The primary power loss mechanisms in industrial solar cells featuring either doped poly-silicon contacts (commonly known as TOPCon cells) and amorphous silicon contacts (silicon heterojunction cells - SHJ) are identified, quantified, and discussed. Generally, parasitic absorption on the front side of SHJ cells leads to lower currents than TOPCon cells, while SHJ cells have higher voltages, due mainly to reduced recombination at the front surface and contacts. SHJ cells also have higher fill factors, thanks largely to reduced transport losses to the front contacts.
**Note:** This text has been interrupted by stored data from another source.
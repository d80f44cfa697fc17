//! Content requests: a user asking for a movie or show to be added, updated or fixed.

use serde::{Deserialize, Serialize};
use sqlx::{FromRow, SqlitePool};

/// What the user wants done with the title
#[derive(Debug, Clone, Copy, PartialEq, Eq, Serialize, Deserialize, sqlx::Type)]
#[serde(rename_all = "lowercase")]
#[sqlx(rename_all = "lowercase")]
pub enum RequestKind {
    Add,
    Update,
    Fix,
}

impl RequestKind {
    pub fn as_str(&self) -> &'static str {
        match self {
            RequestKind::Add => "add",
            RequestKind::Update => "update",
            RequestKind::Fix => "fix",
        }
    }
}

#[derive(Debug, Clone, Copy, PartialEq, Eq, Hash, Serialize, Deserialize, sqlx::Type)]
#[serde(rename_all = "lowercase")]
#[sqlx(rename_all = "lowercase")]
pub enum MediaType {
    Movie,
    Tv,
}

impl MediaType {
    pub fn as_str(&self) -> &'static str {
        match self {
            MediaType::Movie => "movie",
            MediaType::Tv => "tv",
        }
    }
}

impl std::fmt::Display for MediaType {
    fn fmt(&self, f: &mut std::fmt::Formatter<'_>) -> std::fmt::Result {
        f.write_str(self.as_str())
    }
}

/// Triage state of a request
#[derive(Debug, Clone, Copy, PartialEq, Eq, Hash, Serialize, Deserialize, sqlx::Type, Default)]
#[serde(rename_all = "snake_case")]
#[sqlx(rename_all = "snake_case")]
pub enum RequestStatus {
    #[default]
    Pending,
    InProgress,
    Completed,
    Rejected,
}

impl RequestStatus {
    pub const ALL: [RequestStatus; 4] = [
        RequestStatus::Pending,
        RequestStatus::InProgress,
        RequestStatus::Completed,
        RequestStatus::Rejected,
    ];

    pub fn as_str(&self) -> &'static str {
        match self {
            RequestStatus::Pending => "pending",
            RequestStatus::InProgress => "in_progress",
            RequestStatus::Completed => "completed",
            RequestStatus::Rejected => "rejected",
        }
    }
}

impl std::fmt::Display for RequestStatus {
    fn fmt(&self, f: &mut std::fmt::Formatter<'_>) -> std::fmt::Result {
        f.write_str(self.as_str())
    }
}

impl std::str::FromStr for RequestStatus {
    type Err = String;

    fn from_str(s: &str) -> Result<Self, Self::Err> {
        match s.to_lowercase().as_str() {
            "pending" => Ok(Self::Pending),
            "in_progress" => Ok(Self::InProgress),
            "completed" => Ok(Self::Completed),
            "rejected" => Ok(Self::Rejected),
            _ => Err(format!("Unknown status: {}", s)),
        }
    }
}

#[derive(Debug, Clone, Serialize, Deserialize, FromRow)]
pub struct MediaRequest {
    pub id: String,
    pub user_id: String,
    #[serde(rename = "type")]
    pub kind: RequestKind,
    /// External (TMDB) identifier of the title
    pub media_id: i64,
    pub media_type: MediaType,
    pub media_title: String,
    pub media_poster: Option<String>,
    pub status: RequestStatus,
    pub description: Option<String>,
    pub notify_whatsapp: bool,
    /// Overrides the owner's profile number for notifications
    pub contact_number: Option<String>,
    pub created_at: String,
    pub updated_at: String,
}

/// Request row joined with its owner, for the admin listing
#[derive(Debug, Clone, Serialize, FromRow)]
pub struct MediaRequestWithOwner {
    #[sqlx(flatten)]
    #[serde(flatten)]
    pub request: MediaRequest,
    pub owner_name: String,
    pub owner_email: String,
}

/// Body of a submission
#[derive(Debug, Clone, Deserialize)]
pub struct CreateRequestBody {
    #[serde(rename = "type")]
    pub kind: RequestKind,
    pub media_id: i64,
    pub media_type: MediaType,
    pub media_title: String,
    #[serde(default)]
    pub media_poster: Option<String>,
    #[serde(default)]
    pub description: Option<String>,
    #[serde(default)]
    pub notify_whatsapp: bool,
    #[serde(default)]
    pub contact_number: Option<String>,
}

/// Owner edit of a pending request; absent fields are left unchanged.
/// Status and ownership are not part of this body.
#[derive(Debug, Clone, Default, Deserialize)]
#[serde(deny_unknown_fields)]
pub struct UpdateRequestBody {
    #[serde(rename = "type")]
    pub kind: Option<RequestKind>,
    pub media_id: Option<i64>,
    pub media_type: Option<MediaType>,
    pub media_title: Option<String>,
    pub media_poster: Option<String>,
    pub description: Option<String>,
    pub notify_whatsapp: Option<bool>,
    pub contact_number: Option<String>,
}

/// Body of an admin status change
#[derive(Debug, Clone, Deserialize)]
pub struct StatusChangeBody {
    pub status: RequestStatus,
}

/// Query parameters for the admin listing
#[derive(Debug, Clone, Deserialize, Default)]
pub struct RequestListQuery {
    /// Page number (1-indexed, defaults to 1)
    pub page: Option<i64>,
    /// Items per page (defaults to 10, max 100)
    pub limit: Option<i64>,
    pub status: Option<RequestStatus>,
    #[serde(rename = "type")]
    pub kind: Option<RequestKind>,
}

#[derive(Debug, Clone, Serialize)]
pub struct RequestListResponse {
    pub items: Vec<MediaRequestWithOwner>,
    pub total: i64,
    pub page: i64,
    pub limit: i64,
    pub has_more: bool,
}

/// Number of requests per status
#[derive(Debug, Clone, Default, PartialEq, Eq, Serialize, Deserialize)]
pub struct StatusSummary {
    pub total: i64,
    pub pending: i64,
    pub in_progress: i64,
    pub completed: i64,
    pub rejected: i64,
}

impl MediaRequest {
    /// Insert a new request owned by `user_id`; status always starts at pending
    pub async fn create(
        db: &SqlitePool,
        user_id: &str,
        body: &CreateRequestBody,
    ) -> Result<MediaRequest, sqlx::Error> {
        let request = MediaRequest {
            id: uuid::Uuid::new_v4().to_string(),
            user_id: user_id.to_string(),
            kind: body.kind,
            media_id: body.media_id,
            media_type: body.media_type,
            media_title: body.media_title.trim().to_string(),
            media_poster: body.media_poster.clone(),
            status: RequestStatus::Pending,
            description: body.description.clone(),
            notify_whatsapp: body.notify_whatsapp,
            contact_number: body.contact_number.clone(),
            created_at: crate::db::now(),
            updated_at: crate::db::now(),
        };

        sqlx::query(
            r#"
            INSERT INTO requests (
                id, user_id, kind, media_id, media_type, media_title, media_poster,
                status, description, notify_whatsapp, contact_number, created_at, updated_at
            )
            VALUES (?, ?, ?, ?, ?, ?, ?, ?, ?, ?, ?, ?, ?)
            "#,
        )
        .bind(&request.id)
        .bind(&request.user_id)
        .bind(request.kind)
        .bind(request.media_id)
        .bind(request.media_type)
        .bind(&request.media_title)
        .bind(&request.media_poster)
        .bind(request.status)
        .bind(&request.description)
        .bind(request.notify_whatsapp)
        .bind(&request.contact_number)
        .bind(&request.created_at)
        .bind(&request.updated_at)
        .execute(db)
        .await?;

        Ok(request)
    }

    pub async fn find_by_id(db: &SqlitePool, id: &str) -> Result<Option<MediaRequest>, sqlx::Error> {
        sqlx::query_as("SELECT * FROM requests WHERE id = ?")
            .bind(id)
            .fetch_optional(db)
            .await
    }

    /// All requests of one user, newest first
    pub async fn list_for_user(db: &SqlitePool, user_id: &str) -> Result<Vec<MediaRequest>, sqlx::Error> {
        sqlx::query_as("SELECT * FROM requests WHERE user_id = ? ORDER BY created_at DESC")
            .bind(user_id)
            .fetch_all(db)
            .await
    }

    /// Number of requests `user_id` created at or after `since`
    pub async fn count_since(db: &SqlitePool, user_id: &str, since: &str) -> Result<i64, sqlx::Error> {
        sqlx::query_scalar("SELECT COUNT(*) FROM requests WHERE user_id = ? AND created_at >= ?")
            .bind(user_id)
            .bind(since)
            .fetch_one(db)
            .await
    }

    /// Paginated listing across all users, newest first
    pub async fn list_page(
        db: &SqlitePool,
        query: &RequestListQuery,
    ) -> Result<RequestListResponse, sqlx::Error> {
        let page = query.page.unwrap_or(1).max(1);
        let limit = query.limit.unwrap_or(10).clamp(1, 100);
        let offset = (page - 1) * limit;

        let mut conditions = Vec::new();
        let mut bindings: Vec<&'static str> = Vec::new();

        if let Some(status) = query.status {
            conditions.push("r.status = ?");
            bindings.push(status.as_str());
        }

        if let Some(kind) = query.kind {
            conditions.push("r.kind = ?");
            bindings.push(kind.as_str());
        }

        let where_clause = if conditions.is_empty() {
            String::new()
        } else {
            format!("WHERE {}", conditions.join(" AND "))
        };

        let count_sql = format!("SELECT COUNT(*) FROM requests r {}", where_clause);
        let mut count_query = sqlx::query_scalar::<_, i64>(&count_sql);
        for binding in &bindings {
            count_query = count_query.bind(*binding);
        }
        let total = count_query.fetch_one(db).await?;

        let sql = format!(
            r#"
            SELECT r.*, u.name AS owner_name, u.email AS owner_email
            FROM requests r
            INNER JOIN users u ON u.id = r.user_id
            {}
            ORDER BY r.created_at DESC
            LIMIT ? OFFSET ?
            "#,
            where_clause
        );
        let mut items_query = sqlx::query_as::<_, MediaRequestWithOwner>(&sql);
        for binding in &bindings {
            items_query = items_query.bind(*binding);
        }
        let items = items_query.bind(limit).bind(offset).fetch_all(db).await?;

        Ok(RequestListResponse {
            items,
            total,
            page,
            limit,
            has_more: offset + limit < total,
        })
    }

    /// Apply an owner edit to the editable columns
    pub fn apply_edit(&mut self, body: &UpdateRequestBody) {
        if let Some(kind) = body.kind {
            self.kind = kind;
        }
        if let Some(media_id) = body.media_id {
            self.media_id = media_id;
        }
        if let Some(media_type) = body.media_type {
            self.media_type = media_type;
        }
        if let Some(ref title) = body.media_title {
            self.media_title = title.trim().to_string();
        }
        if let Some(ref poster) = body.media_poster {
            self.media_poster = non_empty(poster);
        }
        if let Some(ref description) = body.description {
            self.description = non_empty(description);
        }
        if let Some(notify) = body.notify_whatsapp {
            self.notify_whatsapp = notify;
        }
        if let Some(ref number) = body.contact_number {
            self.contact_number = non_empty(number);
        }
    }

    /// Persist the editable columns, guarded on the request still being pending.
    /// Returns false when the row is gone or was triaged in the meantime.
    pub async fn save_edit(&mut self, db: &SqlitePool) -> Result<bool, sqlx::Error> {
        let now = crate::db::now();
        let result = sqlx::query(
            r#"
            UPDATE requests
            SET kind = ?, media_id = ?, media_type = ?, media_title = ?, media_poster = ?,
                description = ?, notify_whatsapp = ?, contact_number = ?, updated_at = ?
            WHERE id = ? AND status = 'pending'
            "#,
        )
        .bind(self.kind)
        .bind(self.media_id)
        .bind(self.media_type)
        .bind(&self.media_title)
        .bind(&self.media_poster)
        .bind(&self.description)
        .bind(self.notify_whatsapp)
        .bind(&self.contact_number)
        .bind(&now)
        .bind(&self.id)
        .execute(db)
        .await?;

        if result.rows_affected() == 1 {
            self.updated_at = now;
            Ok(true)
        } else {
            Ok(false)
        }
    }

    /// Move the status from `from` to `to` only if it is still `from`.
    /// Returns false when another writer changed it first.
    pub async fn compare_and_set_status(
        db: &SqlitePool,
        id: &str,
        from: RequestStatus,
        to: RequestStatus,
    ) -> Result<bool, sqlx::Error> {
        let result = sqlx::query(
            "UPDATE requests SET status = ?, updated_at = ? WHERE id = ? AND status = ?",
        )
        .bind(to)
        .bind(crate::db::now())
        .bind(id)
        .bind(from)
        .execute(db)
        .await?;
        Ok(result.rows_affected() == 1)
    }

    pub async fn delete(db: &SqlitePool, id: &str) -> Result<bool, sqlx::Error> {
        let result = sqlx::query("DELETE FROM requests WHERE id = ?")
            .bind(id)
            .execute(db)
            .await?;
        Ok(result.rows_affected() > 0)
    }

    /// Remove every request of every user
    pub async fn delete_all(db: &SqlitePool) -> Result<u64, sqlx::Error> {
        let result = sqlx::query("DELETE FROM requests").execute(db).await?;
        Ok(result.rows_affected())
    }

    pub async fn status_summary(db: &SqlitePool) -> Result<StatusSummary, sqlx::Error> {
        let rows: Vec<(RequestStatus, i64)> =
            sqlx::query_as("SELECT status, COUNT(*) FROM requests GROUP BY status")
                .fetch_all(db)
                .await?;

        let mut summary = StatusSummary::default();
        for (status, count) in rows {
            summary.total += count;
            match status {
                RequestStatus::Pending => summary.pending = count,
                RequestStatus::InProgress => summary.in_progress = count,
                RequestStatus::Completed => summary.completed = count,
                RequestStatus::Rejected => summary.rejected = count,
            }
        }
        Ok(summary)
    }
}

fn non_empty(value: &str) -> Option<String> {
    let trimmed = value.trim();
    if trimmed.is_empty() {
        None
    } else {
        Some(trimmed.to_string())
    }
}

#[cfg(test)]
pub(crate) mod fixtures {
    use super::*;
    use crate::db::{NewUser, User, UserRole};

    pub async fn user(db: &SqlitePool, email: &str, role: UserRole) -> User {
        User::create(
            db,
            NewUser {
                email,
                password_hash: "not-a-real-hash",
                name: email.split('@').next().unwrap_or(email),
                role,
                whatsapp: None,
            },
        )
        .await
        .unwrap()
    }

    pub fn body(title: &str) -> CreateRequestBody {
        CreateRequestBody {
            kind: RequestKind::Add,
            media_id: 603,
            media_type: MediaType::Movie,
            media_title: title.to_string(),
            media_poster: Some("/poster.jpg".to_string()),
            description: None,
            notify_whatsapp: false,
            contact_number: None,
        }
    }

    /// Insert a request with an explicit creation time
    pub async fn request_at(db: &SqlitePool, user_id: &str, created_at: &str) -> MediaRequest {
        let mut request = MediaRequest::create(db, user_id, &body("The Matrix")).await.unwrap();
        sqlx::query("UPDATE requests SET created_at = ? WHERE id = ?")
            .bind(created_at)
            .bind(&request.id)
            .execute(db)
            .await
            .unwrap();
        request.created_at = created_at.to_string();
        request
    }
}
We then evaluate possible solutions for the two technologies to overcome their respective losses, based on modified architectures and materials development, and conclude that both have the potential to achieve efficiencies above 26% in mass production in the near future.

Brief Bio

Professor Daniel Macdonald completed his PhD in silicon solar cells at ANU in 2001 and has over 20 years’ experience in silicon solar cell research, spanning materials, device design and fabrication, and advanced characterization. He currently leads a team of 25 postdoctoral fellows and research students, has published over 400 papers in the field, and has led projects valued at over A$20 million, including large industry-supported projects. He has held three ARC Fellowships and is a leading expert in n-type silicon solar cells and their commercialization, including poly-silicon contacted solar cells.